A \(p\)-dimensional random vector \(X\) follows a multivariate \(t\) distribution with parameters \(\mu\) (location vector), \(V\) (scale matrix), and \(\nu\) (degrees of freedom) if:
\[ X = \mu + \frac{Z}{\sqrt{W}} \]
where: - \(Z \sim N_p(0, V)\) independent of \(W\) - \(W \sim \frac{\chi^2_\nu}{\nu}\) (so \(W\) has mean 1)
Then: \[ \text{Var}(X) = \frac{\nu}{\nu-2} V \quad \text{for } \nu > 2 \]

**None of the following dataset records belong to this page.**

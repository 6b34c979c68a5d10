//! Wall posts and comments.

use chrono::{DateTime, Utc};
use serde::{Deserialize, Serialize};
use serde_json::Value;

use crate::attachment::Attachment;

/// A wall post.
///
/// A repost carries the chain it reposts in `copy_history`, which may in turn
/// contain reposts of its own.
#[derive(Debug, Clone, Default, PartialEq, Serialize, Deserialize)]
#[serde(default)]
pub struct WallPost {
    pub id: i64,
    pub from_id: i64,
    pub owner_id: i64,
    pub to_id: i64,
    pub date: i64,
    #[serde(rename = "marked_as_ads", with = "crate::flag")]
    pub marked_as_ad: bool,
    #[serde(with = "crate::flag")]
    pub is_pinned: bool,
    /// `"post"`, `"copy"`, `"reply"`, `"postpone"` or `"suggest"`.
    pub post_type: String,
    pub copy_post_date: i64,
    pub copy_post_type: String,
    pub copy_owner_id: i64,
    pub copy_post_id: i64,
    pub copy_history: Vec<WallPost>,
    pub created_by: i64,
    pub text: String,
    #[serde(with = "crate::flag")]
    pub can_delete: bool,
    #[serde(with = "crate::flag")]
    pub can_pin: bool,
    pub attachments: Vec<Attachment>,
    pub post_source: Option<PostSource>,
    pub comments: Option<CommentsInfo>,
    pub likes: Option<LikesInfo>,
    pub reposts: Option<RepostsInfo>,
    pub views: Option<ViewsInfo>,
    pub online: i64,
    pub reply_count: i64,
    pub signer_id: Option<i64>,
}

impl WallPost {
    /// Returns the publication time.
    pub fn posted_at(&self) -> Option<DateTime<Utc>> {
        crate::time::from_unix(self.date)
    }

    /// Returns true when this post reposts another one.
    pub fn is_repost(&self) -> bool {
        !self.copy_history.is_empty()
    }

    /// Returns the `{owner_id}_{id}` key used by `wall.getById`.
    pub fn full_id(&self) -> String {
        format!("{}_{}", self.owner_id, self.id)
    }
}

/// Comment counter of a post.
#[derive(Debug, Clone, Copy, Default, PartialEq, Eq, Serialize, Deserialize)]
#[serde(default)]
pub struct CommentsInfo {
    pub count: i64,
    #[serde(with = "crate::flag")]
    pub can_post: bool,
    pub groups_can_post: bool,
}

/// Like counter of a post, relative to the viewer.
#[derive(Debug, Clone, Copy, Default, PartialEq, Eq, Serialize, Deserialize)]
#[serde(default)]
pub struct LikesInfo {
    pub count: i64,
    #[serde(with = "crate::flag")]
    pub user_likes: bool,
    #[serde(with = "crate::flag")]
    pub can_like: bool,
    #[serde(with = "crate::flag")]
    pub can_publish: bool,
}

/// Repost counter of a post, relative to the viewer.
#[derive(Debug, Clone, Copy, Default, PartialEq, Eq, Serialize, Deserialize)]
#[serde(default)]
pub struct RepostsInfo {
    pub count: i64,
    #[serde(with = "crate::flag")]
    pub user_reposted: bool,
}

/// View counter of a post.
#[derive(Debug, Clone, Copy, Default, PartialEq, Eq, Serialize, Deserialize)]
#[serde(default)]
pub struct ViewsInfo {
    pub count: i64,
}

/// How a post was created.
#[derive(Debug, Clone, Default, PartialEq, Eq, Serialize, Deserialize)]
#[serde(default)]
pub struct PostSource {
    /// `"vk"`, `"widget"`, `"api"`, `"rss"` or `"sms"`.
    #[serde(rename = "type")]
    pub kind: String,
    pub platform: Option<String>,
}

/// A comment on a wall post.
#[derive(Debug, Clone, Default, PartialEq, Serialize, Deserialize)]
#[serde(default)]
pub struct WallComment {
    pub id: i64,
    pub from_id: i64,
    pub post_id: i64,
    pub owner_id: i64,
    pub date: i64,
    pub text: String,
    pub donut: Option<Donut>,
    pub reply_to_user: Option<i64>,
    pub reply_to_comment: Option<i64>,
    pub attachments: Vec<Attachment>,
    /// Ids of the ancestor comments, root first.
    pub parents_stack: Vec<i64>,
    pub thread: Option<CommentThread>,
}

impl WallComment {
    /// Returns true for a reply inside another comment's thread.
    pub fn is_reply(&self) -> bool {
        !self.parents_stack.is_empty()
    }
}

/// Paid-subscriber ("donut") marker on a comment.
#[derive(Debug, Clone, Default, PartialEq, Eq, Serialize, Deserialize)]
#[serde(default)]
pub struct Donut {
    pub is_don: bool,
    pub placeholder: String,
}

/// The reply thread under a comment.
///
/// `items` is kept as raw JSON: the API only includes a preview of the
/// thread, and callers fetch the full thread separately.
#[derive(Debug, Clone, Default, PartialEq, Serialize, Deserialize)]
#[serde(default)]
pub struct CommentThread {
    pub count: i64,
    pub items: Option<Value>,
    pub can_post: bool,
    pub show_reply_button: bool,
    pub groups_can_post: bool,
}

#[cfg(test)]
mod tests {
    use super::*;

    #[test]
    fn parse_post_with_counters() {
        let json = r#"{
            "id": 2442,
            "from_id": -1,
            "owner_id": -1,
            "date": 1710496800,
            "marked_as_ads": 0,
            "is_pinned": 1,
            "post_type": "post",
            "text": "release notes",
            "can_delete": 0,
            "can_pin": 1,
            "comments": {"count": 12, "can_post": 1, "groups_can_post": true},
            "likes": {"count": 300, "user_likes": 0, "can_like": 1, "can_publish": 1},
            "reposts": {"count": 7, "user_reposted": 0},
            "views": {"count": 10000},
            "post_source": {"type": "api"}
        }"#;

        let post: WallPost = serde_json::from_str(json).unwrap();
        assert!(post.is_pinned);
        assert!(!post.marked_as_ad);
        assert!(post.can_pin);
        assert_eq!(post.full_id(), "-1_2442");
        assert!(post.posted_at().is_some());

        let comments = post.comments.unwrap();
        assert_eq!(comments.count, 12);
        assert!(comments.can_post);
        assert!(comments.groups_can_post);

        let likes = post.likes.unwrap();
        assert_eq!(likes.count, 300);
        assert!(!likes.user_likes);
        assert!(likes.can_publish);

        assert_eq!(post.reposts.unwrap().count, 7);
        assert_eq!(post.post_source.as_ref().unwrap().kind, "api");
        assert!(!post.is_repost());
    }

    #[test]
    fn absent_counters_stay_absent() {
        let post: WallPost = serde_json::from_str(r#"{"id": 1}"#).unwrap();
        assert!(post.comments.is_none());
        assert!(post.likes.is_none());
        assert!(post.reposts.is_none());
        assert!(post.views.is_none());
    }

    #[test]
    fn copy_history_chain() {
        let json = r#"{
            "id": 3,
            "owner_id": 100,
            "text": "repost of a repost",
            "copy_history": [{
                "id": 2,
                "owner_id": 200,
                "text": "repost",
                "copy_history": [{
                    "id": 1,
                    "owner_id": 300,
                    "text": "original",
                    "attachments": [{"type": "photo", "photo": {"id": 9, "owner_id": 300}}]
                }]
            }]
        }"#;

        let post: WallPost = serde_json::from_str(json).unwrap();
        assert!(post.is_repost());
        let middle = &post.copy_history[0];
        let original = &middle.copy_history[0];
        assert_eq!(middle.full_id(), "200_2");
        assert_eq!(original.text, "original");
        assert!(post.attachments.is_empty());
        assert!(middle.attachments.is_empty());
        assert_eq!(original.attachments.len(), 1);
    }

    #[test]
    fn parse_comment_with_thread() {
        let json = r#"{
            "id": 5,
            "from_id": 42,
            "date": 1710496800,
            "text": "first",
            "donut": {"is_don": false, "placeholder": ""},
            "parents_stack": [],
            "thread": {
                "count": 2,
                "items": [{"id": 6, "text": "reply"}],
                "can_post": true,
                "show_reply_button": true,
                "groups_can_post": false
            }
        }"#;

        let comment: WallComment = serde_json::from_str(json).unwrap();
        assert!(!comment.is_reply());
        let thread = comment.thread.unwrap();
        assert_eq!(thread.count, 2);
        assert!(thread.can_post);
        assert!(thread.items.unwrap().is_array());
    }

    #[test]
    fn thread_flags_are_booleans() {
        let json = r#"{"id": 5, "thread": {"count": 0, "can_post": 1}}"#;
        assert!(serde_json::from_str::<WallComment>(json).is_err());
    }

    #[test]
    fn reply_has_parent_chain() {
        let json = r#"{"id": 8, "reply_to_comment": 6, "parents_stack": [5, 6]}"#;
        let comment: WallComment = serde_json::from_str(json).unwrap();
        assert!(comment.is_reply());
        assert_eq!(comment.parents_stack, vec![5, 6]);
    }
}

Reason: \[ \text{Var}(X) = E\left[ \frac{V}{W} \right] = V \cdot E\left[ \frac{1}{W} \right] \] and for \(W \sim \text{Gamma}(\nu/2, \nu/2)\) (i.e., \(\chi^2_\nu / \nu\)), \[ E\left[ \frac{1}{W} \right] = \frac{\nu}{\nu-2}, \quad \nu > 2. \]

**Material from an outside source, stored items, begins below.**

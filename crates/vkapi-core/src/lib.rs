//! Entity model for the VK API.
//!
//! Every type here is a decode target for a remote method's payload:
//!
//! - [`Message`], [`ConversationMessage`] and the recursive [`ForwardedMessage`] tree
//! - [`WallPost`] with its recursive copy history, and [`WallComment`]
//! - [`Attachment`], a closed sum type over the supported media kinds
//! - [`Counted`] and [`Extended`] list shapes, with [`User`]/[`Group`] side tables
//!
//! Values are plain owned data: decoded once, handed to the caller, never
//! shared or mutated by the client.

pub mod attachment;
pub mod envelope;
pub mod flag;
pub mod geo;
pub mod keyboard;
pub mod message;
pub mod profile;
pub mod time;
pub mod tracing;
pub mod wall;

pub use attachment::{Attachment, Audio, Document, Link, Photo, PhotoSize, Sticker, Video};
pub use envelope::{Counted, Extended, HistoryAttachmentItem, HistoryAttachments};
pub use geo::{Coordinate, Geo, Place};
pub use keyboard::{Button, ButtonAction, ButtonColor, Keyboard};
pub use message::{
    CHAT_PEER_OFFSET, ChatAction, ChatActionKind, ChatPhoto, ConversationMessage, DialogItem,
    ForwardedMessage, Message, PushSettings,
};
pub use profile::{Group, User};
pub use self::tracing::{TracingConfig, TracingError, TracingOutputFormat, init_tracing};
pub use wall::{
    CommentThread, CommentsInfo, Donut, LikesInfo, PostSource, RepostsInfo, ViewsInfo, WallComment,
    WallPost,
};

From the problem: - Location: \(\mu = \beta^*\) - Scale matrix: \[ V = \frac{2b^*}{n+2a} (M^*)^{-1} \] - Degrees of freedom: \[ \nu = n + 2a \]
For \(\nu > 2\) (i.e., \(n+2a > 2\)):
\[ \text{Var}(\beta \mid y) = \frac{\nu}{\nu - 2} \cdot V \]
Substitute \(V\) and \(\nu\):
\[ \text{Var}(\beta \mid y) = \frac{n+2a}{n+2a - 2} \cdot \frac{2b^*}{n+2a} (M^*)^{-1} \]
Cancel \(n+2a\) in numerator and denominator:
\[ \text{Var}(\beta \mid y) = \frac{2b^*}{n+2a - 2} (M^*)^{-1} \]
\[ \boxed{\frac{2b^*}{n+2a - 2} (M^*)^{-1}} \]
This is the posterior variance (covariance matrix) of \(\beta\) given \(y\), valid for \(n + 2a > 2\).
The original parameterization used \(\frac{2b^*}{n+2a} (M^*)^{-1}\) as the scale matrix, not the variance matrix. The variance is obtained by scaling by \(\frac{\nu}{\nu-2}\).